How passenger rail is integral to our environmental goals and can help fight climate change

By Patrick Carnahan, Co-Executive Director, All Aboard Washington and Tim Gould, Transportation & Land Use Committee Chair, Sierra Club Washington

Rail is the only form of mechanized ground transportation that does not contribute to tire-related massive salmon die-off.  Yet, news of University of Washington research on tire dust toxicity to coho salmon coincides with the state virtually freezing intercity passenger train service. The toxic effects to salmon, caused by a compound in rubber tire dust that runs off roadways into streams, do not occur with steel-wheeled trains.   How frustrating that the energy efficiency advantage of steel wheels on rail, and the mobility access provided by the rail network are ignored as solutions to pressing environmental and transportation challenges.

Amtrak Cascades has connected the Vancouver-Seattle-Portland corridor since 1995, offering a green travel alternative to I-5. Cascades handled over 800,000 annual riders in 2018 and 2019. However, in response to the pandemic, service has been curtailed to only one train per day. Worse yet, due to an equipment shortage, the Washington State Department of Transportation (WSDOT) does not envision a full return of service for up to five years. Our best hope for a sustainable, equitable transportation network is being terribly neglected at this critical moment in the fight against climate change.  

Passenger trains can make a difference in reducing greenhouse gas (GHG) emissions during the next decade, the critical time to avoid climate change tipping points. WSDOT has had plans since 2006 to improve and expand service. Hourly train trips between Portland and Seattle would divert three million people annually from aircraft and highways to curtail GHG emissions. However, this plan has been neglected and is not even available on WSDOT’s website (find it on All Aboard Washington’s [AAWA’s] website).

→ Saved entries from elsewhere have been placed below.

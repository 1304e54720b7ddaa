pub mod rate_limit;
pub mod request_id;
use std::time::Instant;

use axum::extract::State;
use axum::http::StatusCode;
use axum::routing::get;
use axum::{Json, Router};

use crate::state::AppState;

pub fn router() -> Router<AppState> {
    Router::new()
        .route("/", get(health_check))
        .route("/live", get(liveness))
        .route("/ready", get(readiness))
        .route("/database", get(database_health))
}

pub async fn health_check(State(state): State<AppState>) -> impl axum::response::IntoResponse {
    let healthy = state.service().probe().await.is_ok();
    Json(serde_json::json!({
        "status": if healthy { "ok" } else { "degraded" },
        "uptimeSecs": state.uptime_secs(),
        "store": {
            "healthy": healthy,
        }
    }))
}

pub async fn liveness() -> StatusCode {
    StatusCode::OK
}

/// Not ready while the store cannot answer within the store timeout.
pub async fn readiness(State(state): State<AppState>) -> StatusCode {
    match state.service().probe().await {
        Ok(()) => StatusCode::OK,
        Err(e) => {
            tracing::warn!(error = %e, "Readiness probe failed");
            StatusCode::SERVICE_UNAVAILABLE
        }
    }
}

pub async fn database_health(State(state): State<AppState>) -> impl axum::response::IntoResponse {
    let start = Instant::now();
    let healthy = state.service().probe().await.is_ok();
    let latency_us = start.elapsed().as_micros() as u64;

    let status = if healthy {
        StatusCode::OK
    } else {
        StatusCode::SERVICE_UNAVAILABLE
    };
    (
        status,
        Json(serde_json::json!({
            "healthy": healthy,
            "latencyUs": latency_us,
        })),
    )
}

Time is of the essence.  Within a decade, we need to leverage the sustainable transportation alternative we already have: Amtrak Cascades. AAWA and Sierra Club recognize the pandemic-induced budget limitations that the Legislature faces.  Yet, the state’s economic recovery and environmental goals can be advanced using existing rail infrastructure to restart and enhance Amtrak Cascades service. 

To fight for our salmon and climate today, five Cascades projects are needed:

  1. Restore North Sound Service

Cascades train service north of Seattle has been discontinued during the pandemic due to the Canadian border closure, eliminating twice-daily round-trips that serve Edmonds, Everett, Stanwood, Mount Vernon, and Bellingham. WSDOT should restore North Sound service, and extend it to Vancouver when the border re-opens.

  1. Complete the Cascades Long Range Plan (LRP)

Realizing the vision presented by the 2006 Cascades LRP will be critical in our efforts to combat climate change. An update this year to the LRP will position the Cascades to seek federal grant money, implement shovel-ready projects, and acquire new train equipment with sufficient funding. 

  1. Secure Stable Funding

Rail needs consistent, robust funding in order to become our accessible, equitable, and climate-friendly transportation backbone. Let’s support creative revenue sources such as land value recapture and county rail districts.

  1. Strengthen Local, Regional, and Federal Partnerships

Cascades service, supported by Oregon and Washington, can be more successful with closer cooperation between the states, the province of British Columbia, and stakeholders. Streamlined governance relationships, regional rail commissions, and rail advisory committees can facilitate better cooperation.

  1. Expand Service Statewide

Washington’s commitment to equitable, sustainable mobility for rural and urban communities across the state requires more intercity rail service to complement other transportation modes.  The Legislature needs to embrace a bold vision of mobility justice with passenger trains serving more of Washington.